Of course, a resampling camera would also be able to benefit from the ability of the optics to collect significantly more light. Then, the advantages of a resampling camera compared to a HW corrected camera will be even more noticeable; the standard deviation of the error in this case is reduced to 0.84% and the maximum error to 2.9% [Fig. 10(c)].
If it is possible to collect even more light from the scene, the misregistration errors of the resampling camera with downsampling factor approximately 2 will eventually at some point become visible above the photon noise. In such cases, an even larger downsampling factor could be used to lower misregistration errors further.4
Camera Performance Analyses Based on Large Amount of Data
Analyses of a single 1-D signal show in a very intuitive way the advantages and disadvantages of different approaches to building cameras, since the connection between the scene features and the errors is apparent in this case. In order to verify some of the findings of the previous chapter, the performance of a HW corrected camera has also been compared to the performance of a resampling camera by using a large amount of data as input. We used the following approach. A 2-D scene of (Fig. 11) was scanned by a virtual HW corrected camera and a virtual resampling camera. Instead of one 1-D signal with 1600 different values (as in the previous chapter), we now have 12,233 such 1-D signals to draw conclusions from.
Both tested cameras should produce a spatial resolution of 320 pixels as before. The calculations will be done for the 697 nm wavelength. The virtual resampling camera has 32 pixels keystone at the tested wavelength, so that it produces 352 pixels output which should then be resampled to 320 pixels in the final data. This is similar to before.
The HW corrected camera will be modeled differently now. Instead of simulating keystone by shifting the entire row of pixels on the sensor by a fraction of a pixel, we will now say that there is no sensor shift, and that pixel #1 is positioned perfectly. However, due to keystone, the image at the tested wavelength is linearly expanded by 0.3 pixels, so that the entire image is projected onto 320.3 pixels instead of 320 pixels. The keystone in pixel #1 is then nearly 0, in pixel #160 it increases to 0.15 of a pixel, and in pixel #320 the keystone reaches 0.3 pixels. Simulating such a keystone distribution makes it possible to take advantage of the large amount of data available and to check the resulting errors for different keystone values.
We will first look at the misregistration errors. Figure 12(a) shows the standard deviation of the misregistration errors observed in each of the 320 pixels of the output for a HW corrected camera (blue curve) and two resampling cameras that use high-resolution cubic splines (green curve) and linear resampling (red curve), respectively. The standard deviation for each pixel is calculated over the 12,233 pixels that have the same position on the sensor as that particular pixel of interest (for instance, pixel #53 represents one such position and corresponds to a keystone of 0.05 pixels for the HW corrected camera).

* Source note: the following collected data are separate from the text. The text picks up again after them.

//! # Unit
//!
//! Catalog of the metric units accepted by [Collector::add_metric](crate::Collector::add_metric)
//!
//! Unit names are matched case-insensitively, so `"Seconds"`, `"seconds"` and `"SECONDS"` all
//! resolve to [MetricUnit::Seconds].
//!
//! Every throughput unit is written to the wire as `"Second"`.  This mirrors the unit table
//! older emitters shipped with and is kept so dashboards built on that output keep matching.
//! `"Second"` itself resolves to [MetricUnit::BytesPerSecond], which writes the same string.

use crate::error::{MetricsError, Result};
use std::fmt;
use std::str::FromStr;

/// A unit from the catalog, see [MetricUnit::as_str] for the wire string
#[derive(Clone, Copy, Debug, PartialEq, Eq, Hash)]
pub enum MetricUnit {
    Seconds,
    Microseconds,
    Milliseconds,
    Bytes,
    Kilobytes,
    Megabytes,
    Gigabytes,
    Terabytes,
    Bits,
    Kilobits,
    Megabits,
    Gigabits,
    Terabits,
    Percent,
    Count,
    BytesPerSecond,
    KilobytesPerSecond,
    MegabytesPerSecond,
    GigabytesPerSecond,
    TerabytesPerSecond,
    BitsPerSecond,
    KilobitsPerSecond,
    MegabitsPerSecond,
    GigabitsPerSecond,
    TerabitsPerSecond,
    CountPerSecond,
}

/// Lookup table of unit names, compared ignoring ASCII case
static CATALOG: [(&str, MetricUnit); 26] = [
    ("Seconds", MetricUnit::Seconds),
    ("Microseconds", MetricUnit::Microseconds),
    ("Milliseconds", MetricUnit::Milliseconds),
    ("Bytes", MetricUnit::Bytes),
    ("Kilobytes", MetricUnit::Kilobytes),
    ("Megabytes", MetricUnit::Megabytes),
    ("Gigabytes", MetricUnit::Gigabytes),
    ("Terabytes", MetricUnit::Terabytes),
    ("Bits", MetricUnit::Bits),
    ("Kilobits", MetricUnit::Kilobits),
    ("Megabits", MetricUnit::Megabits),
    ("Gigabits", MetricUnit::Gigabits),
    ("Terabits", MetricUnit::Terabits),
    ("Percent", MetricUnit::Percent),
    ("Count", MetricUnit::Count),
    ("BytesPerSecond", MetricUnit::BytesPerSecond),
    ("KilobytesPerSecond", MetricUnit::KilobytesPerSecond),
    ("MegabytesPerSecond", MetricUnit::MegabytesPerSecond),
    ("GigabytesPerSecond", MetricUnit::GigabytesPerSecond),
    ("TerabytesPerSecond", MetricUnit::TerabytesPerSecond),
    ("BitsPerSecond", MetricUnit::BitsPerSecond),
    ("KilobitsPerSecond", MetricUnit::KilobitsPerSecond),
    ("MegabitsPerSecond", MetricUnit::MegabitsPerSecond),
    ("GigabitsPerSecond", MetricUnit::GigabitsPerSecond),
    ("TerabitsPerSecond", MetricUnit::TerabitsPerSecond),
    ("CountPerSecond", MetricUnit::CountPerSecond),
];

impl MetricUnit {
    /// The CloudWatch unit string written into the `Metrics` directive
    pub fn as_str(&self) -> &'static str {
        match self {
            MetricUnit::Seconds => "Seconds",
            MetricUnit::Microseconds => "Microseconds",
            MetricUnit::Milliseconds => "Milliseconds",
            MetricUnit::Bytes => "Bytes",
            MetricUnit::Kilobytes => "Kilobytes",
            MetricUnit::Megabytes => "Megabytes",
            MetricUnit::Gigabytes => "Gigabytes",
            MetricUnit::Terabytes => "Terabytes",
            MetricUnit::Bits => "Bits",
            MetricUnit::Kilobits => "Kilobits",
            MetricUnit::Megabits => "Megabits",
            MetricUnit::Gigabits => "Gigabits",
            MetricUnit::Terabits => "Terabits",
            MetricUnit::Percent => "Percent",
            MetricUnit::Count => "Count",
            MetricUnit::BytesPerSecond
            | MetricUnit::KilobytesPerSecond
            | MetricUnit::MegabytesPerSecond
            | MetricUnit::GigabytesPerSecond
            | MetricUnit::TerabytesPerSecond
            | MetricUnit::BitsPerSecond
            | MetricUnit::KilobitsPerSecond
            | MetricUnit::MegabitsPerSecond
            | MetricUnit::GigabitsPerSecond
            | MetricUnit::TerabitsPerSecond
            | MetricUnit::CountPerSecond => "Second",
        }
    }

    /// Every unit name the catalog accepts (in any letter case)
    pub fn names() -> impl Iterator<Item = &'static str> {
        CATALOG.iter().map(|(name, _)| *name)
    }
}

impl fmt::Display for MetricUnit {
    fn fmt(&self, f: &mut fmt::Formatter<'_>) -> fmt::Result {
        f.write_str(self.as_str())
    }
}

impl FromStr for MetricUnit {
    type Err = MetricsError;

    /// Catalog names first, then wire strings, so a unit read back from a document resolves too
    fn from_str(name: &str) -> Result<Self> {
        CATALOG
            .iter()
            .find(|(key, _)| key.eq_ignore_ascii_case(name))
            .or_else(|| CATALOG.iter().find(|(_, unit)| unit.as_str().eq_ignore_ascii_case(name)))
            .map(|(_, unit)| *unit)
            .ok_or_else(|| MetricsError::invalid_unit(name))
    }
}

/// Anything that can be resolved against the unit catalog
pub trait IntoMetricUnit {
    fn into_metric_unit(self) -> Result<MetricUnit>;
}

impl IntoMetricUnit for MetricUnit {
    fn into_metric_unit(self) -> Result<MetricUnit> {
        Ok(self)
    }
}

impl IntoMetricUnit for &str {
    fn into_metric_unit(self) -> Result<MetricUnit> {
        self.parse()
    }
}

impl IntoMetricUnit for String {
    fn into_metric_unit(self) -> Result<MetricUnit> {
        self.parse()
    }
}

impl IntoMetricUnit for &String {
    fn into_metric_unit(self) -> Result<MetricUnit> {
        self.parse()
    }
}

/// Units described through the [metrics] facade
///
/// The binary prefixed byte units map onto their decimal CloudWatch names, nanoseconds have no
/// CloudWatch counterpart and are rejected.
impl IntoMetricUnit for metrics::Unit {
    fn into_metric_unit(self) -> Result<MetricUnit> {
        let unit = match self {
            metrics::Unit::Count => MetricUnit::Count,
            metrics::Unit::Percent => MetricUnit::Percent,
            metrics::Unit::Seconds => MetricUnit::Seconds,
            metrics::Unit::Milliseconds => MetricUnit::Milliseconds,
            metrics::Unit::Microseconds => MetricUnit::Microseconds,
            metrics::Unit::Tebibytes => MetricUnit::Terabytes,
            metrics::Unit::Gibibytes => MetricUnit::Gigabytes,
            metrics::Unit::Mebibytes => MetricUnit::Megabytes,
            metrics::Unit::Kibibytes => MetricUnit::Kilobytes,
            metrics::Unit::Bytes => MetricUnit::Bytes,
            metrics::Unit::TerabitsPerSecond => MetricUnit::TerabitsPerSecond,
            metrics::Unit::GigabitsPerSecond => MetricUnit::GigabitsPerSecond,
            metrics::Unit::MegabitsPerSecond => MetricUnit::MegabitsPerSecond,
            metrics::Unit::KilobitsPerSecond => MetricUnit::KilobitsPerSecond,
            metrics::Unit::BitsPerSecond => MetricUnit::BitsPerSecond,
            metrics::Unit::CountPerSecond => MetricUnit::CountPerSecond,
            metrics::Unit::Nanoseconds => return Err(MetricsError::invalid_unit(self.as_str())),
        };
        Ok(unit)
    }
}

/// Resolve a unit name (any letter case) or an existing [MetricUnit] against the catalog
pub fn resolve_unit(unit: impl IntoMetricUnit) -> Result<MetricUnit> {
    unit.into_metric_unit()
}

#[cfg(test)]
mod tests {
    use super::*;

    #[test]
    fn case_insensitive_lookup() {
        assert_eq!(resolve_unit("seconds").unwrap(), resolve_unit("Seconds").unwrap());
        assert_eq!(resolve_unit("COUNT").unwrap(), MetricUnit::Count);
        assert_eq!(resolve_unit("Kilobytespersecond").unwrap(), MetricUnit::KilobytesPerSecond);
        assert_eq!(resolve_unit(String::from("milliseconds")).unwrap(), MetricUnit::Milliseconds);
        assert_eq!(resolve_unit(MetricUnit::Percent).unwrap(), MetricUnit::Percent);
    }

    #[test]
    fn unknown_unit_lists_catalog() {
        match resolve_unit("bogus") {
            Err(MetricsError::InvalidUnit { unit, accepted }) => {
                assert_eq!(unit, "bogus");
                assert!(accepted.contains("Seconds"));
                assert!(accepted.contains("CountPerSecond"));
            }
            other => panic!("expected InvalidUnit, got {other:?}"),
        }
    }

    #[test]
    fn throughput_units_collapse_to_second() {
        for name in ["BytesPerSecond", "megabitspersecond", "CountPerSecond"] {
            assert_eq!(resolve_unit(name).unwrap().as_str(), "Second");
        }
        assert_eq!(MetricUnit::Kilobytes.to_string(), "Kilobytes");
    }

    #[test]
    fn every_catalog_name_resolves_in_both_spellings() {
        for name in MetricUnit::names() {
            let pascal = resolve_unit(name).unwrap();
            let lower = resolve_unit(name.to_lowercase()).unwrap();
            assert_eq!(pascal, lower);
        }
    }

    #[test]
    fn wire_strings_resolve_back() {
        for (_, unit) in CATALOG.iter() {
            let resolved = resolve_unit(unit.as_str()).unwrap();
            assert_eq!(resolved.as_str(), unit.as_str());
        }
        // First throughput unit in the catalog owns the shared wire string
        assert_eq!(resolve_unit("Second").unwrap(), MetricUnit::BytesPerSecond);
        assert_eq!(resolve_unit("second").unwrap().as_str(), "Second");
    }

    #[test]
    fn metrics_facade_units() {
        assert_eq!(resolve_unit(metrics::Unit::Kibibytes).unwrap(), MetricUnit::Kilobytes);
        assert_eq!(resolve_unit(metrics::Unit::Count).unwrap(), MetricUnit::Count);
        assert_eq!(resolve_unit(metrics::Unit::Gibibytes).unwrap(), MetricUnit::Gigabytes);
        match resolve_unit(metrics::Unit::Nanoseconds) {
            Err(MetricsError::InvalidUnit { unit, accepted }) => {
                assert_eq!(unit, "nanoseconds");
                assert!(accepted.starts_with("Seconds, "));
            }
            other => panic!("expected InvalidUnit, got {other:?}"),
        }
    }
}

Figure 12(a) shows that the standard deviation of the misregistration errors for the HW corrected camera increases almost linearly as the keystone increases from 0 to 0.3 pixels from left to right in the figure. For the resampling cameras, the errors vary periodically as a function of pixel number. The periodic variations occur because resampling gives the smallest errors when the positions of the resampled pixel and the corresponding recorded pixel are nearly identical, while the largest errors occur when a pixel of the resampled image is positioned right between two pixels of the recorded image,3 which here happens 32 times due to the 32 pixels keystone. Comparing the curves for the three cameras, we see that the misregistration errors in the resampled image are equivalent to the misregistration errors in a HW corrected system with 0.19 pixel keystone when linear resampling is used (the blue curve crosses the peaks of the red curve around pixel #200 in the figure), and to a HW corrected system with 0.1 pixel keystone when high-resolution cubic splines are used for the resampling (the blue curve crosses the peaks of the green curve around pixel #110 in the figure). Please note that we compare a HW corrected camera with a resampling camera in the areas of the image where resampling gives the least accurate results.
The standard deviation of the errors gives a good indication of how accurate the spectra of the majority of the pixels will be. However, there are tasks when it is required to capture high quality spectra of a few particular objects in the scene. For example, if we are looking for an object in the forest, we need a reasonably accurate spectrum of that object. If the camera fails to capture that particular spectrum accurately enough, while giving low standard deviation of the error on the rest of the forest, then this camera is not good enough for this particular task. This is the reason why we were monitoring not only the standard deviation of the errors, but also the maximum errors, when testing the cameras with the 1-D signal in the previous chapter. However, when checking the camera performance on large amounts of data (in this case approximately 20 million objects which are depicted by approximately 4 million pixels) there are situations for all cameras when the largest errors are very large. We believe that a discussion whether a camera with 70% maximum error is significantly better than a camera with 100% maximum error (which we have seen examples of during simulations) is not particularly useful. Therefore, when dealing with large amounts of data, we instead suggest setting up a threshold for the maximum acceptable error, and then using the number of pixels with errors above this threshold as a criterion for the camera performance.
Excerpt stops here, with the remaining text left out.